[WORK ORDER]: Return, from the data that follows, each line that holds the word "Some".

*** RECORDS FOR THIS TASK ***

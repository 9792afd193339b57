//! Health check endpoints.

use actix_web::{get, web, HttpResponse};
use serde::Serialize;

use crate::models::AppState;

/// Health check response.
#[derive(Debug, Serialize)]
pub struct HealthResponse {
    /// Service status.
    pub status: &'static str,
    /// Service version.
    pub version: &'static str,
    /// Service name.
    pub service: &'static str,
}

/// Readiness check response.
#[derive(Debug, Serialize)]
pub struct ReadyResponse {
    /// Service status.
    pub status: &'static str,
    /// Shayari data file present.
    pub shayari_file: bool,
    /// Uploads directory accessible.
    pub uploads_dir: bool,
    /// Music directory accessible.
    pub music_dir: bool,
}

/// Health check endpoint.
///
/// GET /health
///
/// Returns 200 if the service is running.
#[get("/health")]
pub async fn health() -> HttpResponse {
    HttpResponse::Ok().json(HealthResponse {
        status: "healthy",
        version: env!("CARGO_PKG_VERSION"),
        service: env!("CARGO_PKG_NAME"),
    })
}

/// Readiness check endpoint.
///
/// GET /ready
///
/// Returns 200 if the storage directories and data file are in place.
#[get("/ready")]
pub async fn ready(data: web::Data<AppState>) -> HttpResponse {
    let paths = &data.paths;

    let shayari_file_ok = paths.shayari_file.is_file();
    let uploads_dir_ok = paths.uploads_dir.is_dir();
    let music_dir_ok = paths.music_dir.is_dir();

    let all_ok = shayari_file_ok && uploads_dir_ok && music_dir_ok;

    let response = ReadyResponse {
        status: if all_ok { "ready" } else { "not_ready" },
        shayari_file: shayari_file_ok,
        uploads_dir: uploads_dir_ok,
        music_dir: music_dir_ok,
    };

    if all_ok {
        HttpResponse::Ok().json(response)
    } else {
        HttpResponse::ServiceUnavailable().json(response)
    }
}

/// Configure health routes.
pub fn configure(cfg: &mut web::ServiceConfig) {
    cfg.service(health).service(ready);
}

#[cfg(test)]
mod tests {
    use super::*;
    use crate::api::testing::state_in;
    use actix_web::{http::StatusCode, test, App};

    #[actix_rt::test]
    async fn test_ready_tracks_storage() {
        let dir = tempfile::tempdir().unwrap();
        let state = state_in(dir.path());
        let music_dir = state.paths.music_dir.clone();
        let app = test::init_service(
            App::new()
                .app_data(web::Data::new(state))
                .configure(configure),
        )
        .await;

        let req = test::TestRequest::get().uri("/health").to_request();
        assert_eq!(test::call_service(&app, req).await.status(), StatusCode::OK);

        let req = test::TestRequest::get().uri("/ready").to_request();
        assert_eq!(test::call_service(&app, req).await.status(), StatusCode::OK);

        std::fs::remove_dir_all(&music_dir).unwrap();
        let req = test::TestRequest::get().uri("/ready").to_request();
        assert_eq!(
            test::call_service(&app, req).await.status(),
            StatusCode::SERVICE_UNAVAILABLE
        );
    }
}
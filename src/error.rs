//! Application error types and handling.
//!
//! Provides structured error responses for the API.

use actix_web::{http::StatusCode, HttpResponse, ResponseError};
use serde::Serialize;

/// API error response body.
#[derive(Debug, Serialize)]
pub struct ErrorResponse {
    /// Always `false`; mirrors the `success` flag of successful envelopes.
    pub success: bool,
    /// Error type/code.
    pub error: String,
    /// Human-readable error message.
    pub message: String,
    /// Optional additional details.
    #[serde(skip_serializing_if = "Option::is_none")]
    pub details: Option<serde_json::Value>,
}

impl ErrorResponse {
    /// Create a new error response.
    pub fn new(error: impl Into<String>, message: impl Into<String>) -> Self {
        Self {
            success: false,
            error: error.into(),
            message: message.into(),
            details: None,
        }
    }

    /// Add details to the error response.
    pub fn with_details(mut self, details: serde_json::Value) -> Self {
        self.details = Some(details);
        self
    }
}

/// Application error types.
#[derive(Debug, thiserror::Error)]
pub enum AppError {
    /// Resource not found.
    #[error("Not found: {0}")]
    NotFound(String),

    /// Media file not found in any of the probed locations.
    #[error("File not found: {name}")]
    FileNotFound {
        name: String,
        searched: Vec<String>,
    },

    /// Validation error.
    #[error("Validation error: {0}")]
    Validation(String),

    /// Bad request.
    #[error("Bad request: {0}")]
    BadRequest(String),

    /// Upload exceeded the configured size limit.
    #[error("Payload too large: limit is {limit} bytes")]
    PayloadTooLarge { limit: usize },

    /// IO error.
    #[error("IO error: {0}")]
    Io(#[from] std::io::Error),

    /// JSON serialization/deserialization error.
    #[error("JSON error: {0}")]
    Json(#[from] serde_json::Error),
}

impl AppError {
    /// Get the error code string.
    pub fn error_code(&self) -> &'static str {
        match self {
            Self::NotFound(_) => "NOT_FOUND",
            Self::FileNotFound { .. } => "FILE_NOT_FOUND",
            Self::Validation(_) => "VALIDATION_ERROR",
            Self::BadRequest(_) => "BAD_REQUEST",
            Self::PayloadTooLarge { .. } => "PAYLOAD_TOO_LARGE",
            Self::Io(_) => "IO_ERROR",
            Self::Json(_) => "JSON_ERROR",
        }
    }

    /// Create a not found error for a shayari entry.
    pub fn shayari_not_found(id: &str) -> Self {
        Self::NotFound(format!("Shayari with ID {} not found", id))
    }

    /// Create a not found error for a music track.
    pub fn track_not_found(id: &str) -> Self {
        Self::NotFound(format!("Track with ID {} not found", id))
    }

    /// Create a validation error for path traversal attempt.
    pub fn path_traversal() -> Self {
        Self::BadRequest("Invalid path: path traversal not allowed".to_string())
    }

    fn details(&self) -> Option<serde_json::Value> {
        match self {
            Self::FileNotFound { searched, .. } => {
                Some(serde_json::json!({ "paths": searched }))
            }
            _ => None,
        }
    }
}

impl ResponseError for AppError {
    fn status_code(&self) -> StatusCode {
        match self {
            Self::NotFound(_) | Self::FileNotFound { .. } => StatusCode::NOT_FOUND,
            Self::Validation(_) => StatusCode::UNPROCESSABLE_ENTITY,
            Self::BadRequest(_) => StatusCode::BAD_REQUEST,
            Self::PayloadTooLarge { .. } => StatusCode::PAYLOAD_TOO_LARGE,
            Self::Io(_) | Self::Json(_) => StatusCode::INTERNAL_SERVER_ERROR,
        }
    }

    fn error_response(&self) -> HttpResponse {
        let status = self.status_code();
        let mut error_response = ErrorResponse::new(self.error_code(), self.to_string());
        if let Some(details) = self.details() {
            error_response = error_response.with_details(details);
        }

        if status.is_server_error() {
            tracing::error!(
                error_code = %self.error_code(),
                status = %status.as_u16(),
                message = %self,
                "API error"
            );
        } else {
            tracing::warn!(
                error_code = %self.error_code(),
                status = %status.as_u16(),
                message = %self,
                "API request rejected"
            );
        }

        HttpResponse::build(status).json(error_response)
    }
}

/// Result type alias using AppError.
pub type AppResult<T> = Result<T, AppError>;

/// Extension trait for converting Option to AppResult.
pub trait OptionExt<T> {
    /// Convert None to NotFound error.
    fn ok_or_not_found(self, msg: impl Into<String>) -> AppResult<T>;
}

impl<T> OptionExt<T> for Option<T> {
    fn ok_or_not_found(self, msg: impl Into<String>) -> AppResult<T> {
        self.ok_or_else(|| AppError::NotFound(msg.into()))
    }
}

*** End of RECORDS FOR THIS TASK ***

[EXERCISE OUTPUT]:
        self.details = Some(details);
                Some(serde_json::json!({ "paths": searched }))
        if let Some(details) = self.details() {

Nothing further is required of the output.